Material provided.
◇ ◇ ◇ ◇ ◇ ◇ ◇

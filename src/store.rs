//! In-process transactional store.
//!
//! Every engine operation runs inside one [`Tx`]. A transaction holds the
//! store lock for its whole lifetime, so transactions are fully serialized,
//! and it journals an undo action for every write. Dropping a transaction
//! without calling [`Tx::commit`] replays the journal in reverse, leaving the
//! tables exactly as they were when the transaction began.

use std::collections::HashMap;

use tokio::sync::{Mutex, MutexGuard};
use tracing::debug;
use uuid::Uuid;

use crate::error::AppError;
use crate::models::ledger::{LedgerEntry, LedgerKind};
use crate::models::notification::{Notification, NotificationStatus};
use crate::models::performance::CourierPerformance;
use crate::models::shipment::Shipment;
use crate::models::tier::TierSetting;
use crate::models::user::User;
use crate::models::verification::VerificationCode;

#[derive(Default)]
struct Tables {
    shipments: HashMap<Uuid, Shipment>,
    users: HashMap<Uuid, User>,
    user_order: Vec<Uuid>,
    performance: HashMap<Uuid, CourierPerformance>,
    client_ledger: Vec<LedgerEntry>,
    courier_ledger: Vec<LedgerEntry>,
    codes: HashMap<Uuid, VerificationCode>,
    tier_settings: Vec<TierSetting>,
    notifications: Vec<Notification>,
    shipment_counter: u64,
}

fn shipments(tables: &mut Tables) -> &mut HashMap<Uuid, Shipment> {
    &mut tables.shipments
}

fn users(tables: &mut Tables) -> &mut HashMap<Uuid, User> {
    &mut tables.users
}

fn performance(tables: &mut Tables) -> &mut HashMap<Uuid, CourierPerformance> {
    &mut tables.performance
}

fn codes(tables: &mut Tables) -> &mut HashMap<Uuid, VerificationCode> {
    &mut tables.codes
}

fn ledger_mut(tables: &mut Tables, kind: LedgerKind) -> &mut Vec<LedgerEntry> {
    match kind {
        LedgerKind::Client => &mut tables.client_ledger,
        LedgerKind::Courier => &mut tables.courier_ledger,
    }
}

type Undo = Box<dyn FnOnce(&mut Tables) + Send>;

#[derive(Default)]
pub struct Store {
    tables: Mutex<Tables>,
}

impl Store {
    pub fn new() -> Self {
        Self::default()
    }

    /// Opens a transaction, waiting for any transaction in flight.
    pub async fn begin(&self) -> Tx<'_> {
        Tx {
            tables: self.tables.lock().await,
            undo: Vec::new(),
            outbox: Vec::new(),
        }
    }
}

pub struct Tx<'a> {
    tables: MutexGuard<'a, Tables>,
    undo: Vec<Undo>,
    outbox: Vec<Notification>,
}

impl Tx<'_> {
    /// Makes every write permanent and hands back the notifications recorded
    /// in this transaction for dispatch.
    pub fn commit(mut self) -> Vec<Notification> {
        self.undo.clear();
        std::mem::take(&mut self.outbox)
    }

    pub fn shipment(&self, id: Uuid) -> Option<&Shipment> {
        self.tables.shipments.get(&id)
    }

    pub fn require_shipment(&self, id: Uuid) -> Result<Shipment, AppError> {
        self.shipment(id)
            .cloned()
            .ok_or_else(|| AppError::NotFound(format!("shipment {id} not found")))
    }

    pub fn shipments(&self) -> impl Iterator<Item = &Shipment> {
        self.tables.shipments.values()
    }

    pub fn user(&self, id: Uuid) -> Option<&User> {
        self.tables.users.get(&id)
    }

    pub fn require_user(&self, id: Uuid) -> Result<User, AppError> {
        self.user(id)
            .cloned()
            .ok_or_else(|| AppError::NotFound(format!("user {id} not found")))
    }

    /// Users in registration order.
    pub fn users(&self) -> impl Iterator<Item = &User> {
        self.tables
            .user_order
            .iter()
            .filter_map(|id| self.tables.users.get(id))
    }

    pub fn user_by_email(&self, email: &str) -> Option<&User> {
        self.tables
            .users
            .values()
            .find(|user| user.email.eq_ignore_ascii_case(email))
    }

    pub fn performance(&self, courier_id: Uuid) -> Option<&CourierPerformance> {
        self.tables.performance.get(&courier_id)
    }

    pub fn ledger(&self, kind: LedgerKind) -> &[LedgerEntry] {
        match kind {
            LedgerKind::Client => &self.tables.client_ledger,
            LedgerKind::Courier => &self.tables.courier_ledger,
        }
    }

    pub fn code(&self, shipment_id: Uuid) -> Option<&VerificationCode> {
        self.tables.codes.get(&shipment_id)
    }

    pub fn tier_settings(&self) -> &[TierSetting] {
        &self.tables.tier_settings
    }

    pub fn notifications(&self) -> &[Notification] {
        &self.tables.notifications
    }

    pub fn put_shipment(&mut self, shipment: Shipment) {
        self.put_row(shipments, shipment.id, shipment);
    }

    pub fn put_user(&mut self, user: User) {
        if !self.tables.users.contains_key(&user.id) {
            self.tables.user_order.push(user.id);
            self.undo.push(Box::new(|tables: &mut Tables| {
                tables.user_order.pop();
            }));
        }
        self.put_row(users, user.id, user);
    }

    pub fn put_performance(&mut self, record: CourierPerformance) {
        self.put_row(performance, record.courier_id, record);
    }

    pub fn put_code(&mut self, shipment_id: Uuid, code: VerificationCode) {
        self.put_row(codes, shipment_id, code);
    }

    pub fn delete_code(&mut self, shipment_id: Uuid) {
        let previous = self.tables.codes.remove(&shipment_id);
        if let Some(previous) = previous {
            self.undo.push(Box::new(move |tables: &mut Tables| {
                tables.codes.insert(shipment_id, previous);
            }));
        }
    }

    pub fn append_entry(&mut self, kind: LedgerKind, entry: LedgerEntry) {
        ledger_mut(&mut *self.tables, kind).push(entry);
        self.undo.push(Box::new(move |tables: &mut Tables| {
            ledger_mut(tables, kind).pop();
        }));
    }

    /// Replaces the entry with the same id. Only payout lifecycle changes and
    /// evidence retention go through here.
    pub fn replace_entry(&mut self, kind: LedgerKind, entry: LedgerEntry) -> Result<(), AppError> {
        let ledger = ledger_mut(&mut *self.tables, kind);
        let idx = ledger
            .iter()
            .position(|existing| existing.id == entry.id)
            .ok_or_else(|| AppError::NotFound(format!("ledger entry {} not found", entry.id)))?;

        let previous = std::mem::replace(&mut ledger[idx], entry);
        self.undo.push(Box::new(move |tables: &mut Tables| {
            ledger_mut(tables, kind)[idx] = previous;
        }));
        Ok(())
    }

    pub fn set_tier_settings(&mut self, settings: Vec<TierSetting>) {
        let previous = std::mem::replace(&mut self.tables.tier_settings, settings);
        self.undo.push(Box::new(move |tables: &mut Tables| {
            tables.tier_settings = previous;
        }));
    }

    /// Records a notification and queues it for dispatch after commit.
    pub fn notify(&mut self, notification: Notification) {
        self.tables.notifications.push(notification.clone());
        self.outbox.push(notification);
        self.undo.push(Box::new(|tables: &mut Tables| {
            tables.notifications.pop();
        }));
    }

    pub fn set_notification_status(&mut self, id: Uuid, status: NotificationStatus) {
        let Some(idx) = self
            .tables
            .notifications
            .iter()
            .position(|notification| notification.id == id)
        else {
            return;
        };

        let previous = std::mem::replace(&mut self.tables.notifications[idx].status, status);
        self.undo.push(Box::new(move |tables: &mut Tables| {
            tables.notifications[idx].status = previous;
        }));
    }

    /// Locked read-increment-write of the global shipment counter.
    pub fn next_sequence(&mut self) -> u64 {
        let previous = self.tables.shipment_counter;
        self.tables.shipment_counter = previous + 1;
        self.undo.push(Box::new(move |tables: &mut Tables| {
            tables.shipment_counter = previous;
        }));
        previous + 1
    }

    fn put_row<V>(&mut self, table: fn(&mut Tables) -> &mut HashMap<Uuid, V>, id: Uuid, row: V)
    where
        V: Send + 'static,
    {
        let previous = table(&mut *self.tables).insert(id, row);
        self.undo.push(Box::new(move |tables: &mut Tables| match previous {
            Some(previous) => {
                table(tables).insert(id, previous);
            }
            None => {
                table(tables).remove(&id);
            }
        }));
    }
}

impl Drop for Tx<'_> {
    fn drop(&mut self) {
        if self.undo.is_empty() {
            return;
        }

        debug!(writes = self.undo.len(), "rolling back transaction");
        let undo = std::mem::take(&mut self.undo);
        for action in undo.into_iter().rev() {
            action(&mut *self.tables);
        }
    }
}
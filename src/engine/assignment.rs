use std::collections::HashMap;

use chrono::{DateTime, Utc};
use tracing::{debug, info};
use uuid::Uuid;

use crate::engine::commission::{client_fee, commission};
use crate::engine::dispatch::publish;
use crate::engine::performance::load_or_default;
use crate::engine::{notify_client_status, notify_user, require_client, require_courier};
use crate::error::AppError;
use crate::models::shipment::{Shipment, ShipmentStatus};
use crate::models::user::Role;
use crate::state::AppState;
use crate::store::Tx;

pub async fn assign(
    state: &AppState,
    shipment_id: Uuid,
    courier_id: Uuid,
) -> Result<Shipment, AppError> {
    let now = state.clock.now();
    let mut tx = state.store.begin().await;

    let shipment = assign_in(&mut tx, shipment_id, courier_id, now)?;
    let outbox = tx.commit();

    record(state, "manual", 1);
    info!(
        shipment_id = %shipment_id,
        courier_id = %courier_id,
        commission = %shipment.courier_commission,
        "shipment assigned"
    );

    publish(state, outbox).await;
    Ok(shipment)
}

/// Assigns every listed shipment that is waiting for a courier. Shipments in
/// any other state, or unknown ids, are skipped.
pub async fn bulk_assign(
    state: &AppState,
    shipment_ids: &[Uuid],
    courier_id: Uuid,
) -> Result<usize, AppError> {
    let now = state.clock.now();
    let mut tx = state.store.begin().await;
    require_courier(&tx, courier_id)?;

    let mut assigned = 0;
    for &shipment_id in shipment_ids {
        let ready = tx
            .shipment(shipment_id)
            .is_some_and(|shipment| shipment.status() == ShipmentStatus::PackagedAwaitingAssignment);
        if !ready {
            debug!(shipment_id = %shipment_id, "skipping shipment not awaiting assignment");
            continue;
        }

        assign_in(&mut tx, shipment_id, courier_id, now)?;
        assigned += 1;
    }

    let outbox = tx.commit();
    record(state, "bulk", assigned);
    info!(courier_id = %courier_id, assigned, requested = shipment_ids.len(), "bulk assignment finished");

    publish(state, outbox).await;
    Ok(assigned)
}

struct Candidate {
    id: Uuid,
    workload: usize,
}

/// Greedy balancer: each waiting shipment, in intake order, goes to the
/// least-loaded unrestricted courier serving its destination zone.
pub async fn auto_assign(state: &AppState) -> Result<usize, AppError> {
    let now = state.clock.now();
    let mut tx = state.store.begin().await;

    let mut workload: HashMap<Uuid, usize> = HashMap::new();
    for shipment in tx.shipments().filter(|shipment| shipment.status().is_active()) {
        if let Some(courier_id) = shipment.courier_id {
            *workload.entry(courier_id).or_default() += 1;
        }
    }

    // registration order
    let mut pool: Vec<Candidate> = tx
        .users()
        .filter(|user| user.has_role(Role::Courier))
        .filter(|user| {
            !tx.performance(user.id)
                .is_some_and(|record| record.is_restricted)
        })
        .map(|user| Candidate {
            id: user.id,
            workload: workload.get(&user.id).copied().unwrap_or(0),
        })
        .collect();

    let mut waiting: Vec<(u64, Uuid, String)> = tx
        .shipments()
        .filter(|shipment| shipment.status() == ShipmentStatus::PackagedAwaitingAssignment)
        .map(|shipment| (shipment.sequence, shipment.id, shipment.destination.zone.clone()))
        .collect();
    waiting.sort();

    let mut assigned = 0;
    for (_, shipment_id, zone) in waiting {
        let mut matches: Vec<usize> = (0..pool.len())
            .filter(|&idx| {
                tx.user(pool[idx].id)
                    .is_some_and(|courier| courier.serves_zone(&zone))
            })
            .collect();
        // stable: equal workloads keep pool order
        matches.sort_by_key(|&idx| pool[idx].workload);

        let Some(&winner) = matches.first() else {
            debug!(shipment_id = %shipment_id, zone = %zone, "no courier serves zone");
            continue;
        };

        let courier_id = pool[winner].id;
        assign_in(&mut tx, shipment_id, courier_id, now)?;
        pool[winner].workload += 1;
        assigned += 1;

        debug!(
            shipment_id = %shipment_id,
            courier_id = %courier_id,
            workload = pool[winner].workload,
            "shipment auto-assigned"
        );
    }

    let outbox = tx.commit();
    record(state, "auto", assigned);
    info!(assigned, "auto assignment finished");

    publish(state, outbox).await;
    Ok(assigned)
}

/// Per-shipment assignment step shared by every mode. Freezes the client fee
/// and the courier commission onto the shipment.
fn assign_in(
    tx: &mut Tx<'_>,
    shipment_id: Uuid,
    courier_id: Uuid,
    now: DateTime<Utc>,
) -> Result<Shipment, AppError> {
    let mut shipment = tx.require_shipment(shipment_id)?;
    if shipment.status() == ShipmentStatus::Delivered {
        return Err(AppError::InvalidStatus(format!(
            "shipment {} is already delivered",
            shipment.tracking_code
        )));
    }

    let (_, profile) = require_client(tx, shipment.client_id)?;
    require_courier(tx, courier_id)?;

    let record = load_or_default(tx, courier_id, now);
    if record.is_restricted {
        return Err(AppError::ValidationFailed(format!(
            "courier {courier_id} is restricted: {}",
            record.restriction_reason.as_deref().unwrap_or("no reason recorded")
        )));
    }
    if tx.performance(courier_id).is_none() {
        tx.put_performance(record.clone());
    }

    shipment.client_fee = client_fee(&profile, shipment.priority, tx.tier_settings());
    shipment.courier_commission = commission(&shipment, &record.commission);
    shipment.courier_id = Some(courier_id);
    shipment.status_history.push(ShipmentStatus::AssignedToCourier, now);

    notify_user(
        tx,
        courier_id,
        Some(shipment.id),
        format!(
            "Shipment {} has been assigned to you (zone {})",
            shipment.tracking_code, shipment.destination.zone
        ),
        now,
    );
    notify_client_status(tx, &shipment, now);

    tx.put_shipment(shipment.clone());
    Ok(shipment)
}

fn record(state: &AppState, mode: &str, count: usize) {
    state
        .metrics
        .assignments_total
        .with_label_values(&[mode])
        .inc_by(count as u64);
}
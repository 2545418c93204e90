use std::sync::Arc;

use axum::extract::{Path, State};
use axum::http::StatusCode;
use axum::routing::post;
use axum::Json;
use axum::Router;
use rust_decimal::Decimal;
use serde::Deserialize;
use uuid::Uuid;

use crate::engine::ledger::{decline_payout, process_payout, request_payout};
use crate::error::AppError;
use crate::models::ledger::{LedgerEntry, LedgerKind};
use crate::state::AppState;

pub fn router() -> Router<Arc<AppState>> {
    Router::new()
        .route("/payouts", post(request))
        .route("/payouts/:ledger/:id/process", post(process))
        .route("/payouts/:ledger/:id/decline", post(decline))
}

#[derive(Deserialize)]
pub struct PayoutRequest {
    pub ledger: LedgerKind,
    pub owner_id: Uuid,
    pub amount: Decimal,
}

#[derive(Deserialize, Default)]
pub struct ProcessRequest {
    #[serde(default)]
    pub evidence: Option<String>,
}

#[derive(Deserialize, Default)]
pub struct DeclineRequest {
    #[serde(default)]
    pub reason: Option<String>,
}

async fn request(
    State(state): State<Arc<AppState>>,
    Json(payload): Json<PayoutRequest>,
) -> Result<(StatusCode, Json<LedgerEntry>), AppError> {
    let entry = request_payout(&state, payload.ledger, payload.owner_id, payload.amount).await?;
    Ok((StatusCode::CREATED, Json(entry)))
}

async fn process(
    State(state): State<Arc<AppState>>,
    Path((ledger, id)): Path<(LedgerKind, Uuid)>,
    Json(payload): Json<ProcessRequest>,
) -> Result<Json<LedgerEntry>, AppError> {
    Ok(Json(process_payout(&state, ledger, id, payload.evidence).await?))
}

async fn decline(
    State(state): State<Arc<AppState>>,
    Path((ledger, id)): Path<(LedgerKind, Uuid)>,
    Json(payload): Json<DeclineRequest>,
) -> Result<Json<LedgerEntry>, AppError> {
    Ok(Json(decline_payout(&state, ledger, id, payload.reason).await?))
}
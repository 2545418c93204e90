pub mod clients;
pub mod couriers;
pub mod payouts;
pub mod shipments;
pub mod users;
pub mod ws;

use std::sync::Arc;

use axum::extract::State;
use axum::http::StatusCode;
use axum::response::IntoResponse;
use axum::routing::get;
use axum::Json;
use axum::Router;
use serde::Serialize;
use tower_http::cors::CorsLayer;
use tower_http::trace::TraceLayer;

use crate::state::AppState;

pub fn router(state: Arc<AppState>) -> Router {
    Router::new()
        .merge(users::router())
        .merge(shipments::router())
        .merge(couriers::router())
        .merge(payouts::router())
        .merge(clients::router())
        .route("/health", get(health))
        .route("/metrics", get(metrics))
        .route("/ws", get(ws::ws_handler))
        .layer(TraceLayer::new_for_http())
        .layer(CorsLayer::permissive())
        .with_state(state)
}

#[derive(Serialize)]
struct HealthResponse {
    status: &'static str,
    shipments: usize,
    users: usize,
}

async fn health(State(state): State<Arc<AppState>>) -> Json<HealthResponse> {
    let tx = state.store.begin().await;

    Json(HealthResponse {
        status: "ok",
        shipments: tx.shipments().count(),
        users: tx.users().count(),
    })
}

async fn metrics(State(state): State<Arc<AppState>>) -> impl IntoResponse {
    match state.metrics.encode() {
        Ok(body) => (
            StatusCode::OK,
            [("content-type", "text/plain; version=0.0.4; charset=utf-8")],
            body,
        )
            .into_response(),
        Err(err) => (StatusCode::INTERNAL_SERVER_ERROR, err).into_response(),
    }
}
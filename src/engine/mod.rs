pub mod assignment;
pub mod commission;
pub mod directory;
pub mod dispatch;
pub mod jobs;
pub mod ledger;
pub mod lifecycle;
pub mod performance;
pub mod settlement;
pub mod tiers;
pub mod verification;

use chrono::{DateTime, Utc};
use uuid::Uuid;

use crate::error::AppError;
use crate::models::notification::{Notification, NotificationKind};
use crate::models::shipment::Shipment;
use crate::models::user::{ClientProfile, Role, User};
use crate::store::Tx;

pub(crate) fn require_courier(tx: &Tx<'_>, courier_id: Uuid) -> Result<User, AppError> {
    let user = tx.require_user(courier_id)?;
    if !user.has_role(Role::Courier) {
        return Err(AppError::NotFound(format!("courier {courier_id} not found")));
    }
    Ok(user)
}

pub(crate) fn require_client(tx: &Tx<'_>, client_id: Uuid) -> Result<(User, ClientProfile), AppError> {
    let user = tx.require_user(client_id)?;
    let profile = match (&user.client, user.has_role(Role::Client)) {
        (Some(profile), true) => profile.clone(),
        _ => return Err(AppError::NotFound(format!("client {client_id} not found"))),
    };
    Ok((user, profile))
}

pub(crate) fn notify_client_status(tx: &mut Tx<'_>, shipment: &Shipment, now: DateTime<Utc>) {
    tx.notify(Notification::in_app(
        shipment.client_id,
        NotificationKind::StatusUpdate,
        Some(shipment.id),
        format!(
            "Shipment {} is now {}",
            shipment.tracking_code,
            shipment.status()
        ),
        now,
    ));
}

pub(crate) fn notify_user(
    tx: &mut Tx<'_>,
    user_id: Uuid,
    shipment_id: Option<Uuid>,
    message: String,
    now: DateTime<Utc>,
) {
    tx.notify(Notification::in_app(
        user_id,
        NotificationKind::Notice,
        shipment_id,
        message,
        now,
    ));
}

◇ ◇ ◇ ◇ ◇ ◇ ◇

Required work. If a line in the listing contains the string "registration", copy it.

Answer space.
    /// Users in registration order.
    // registration order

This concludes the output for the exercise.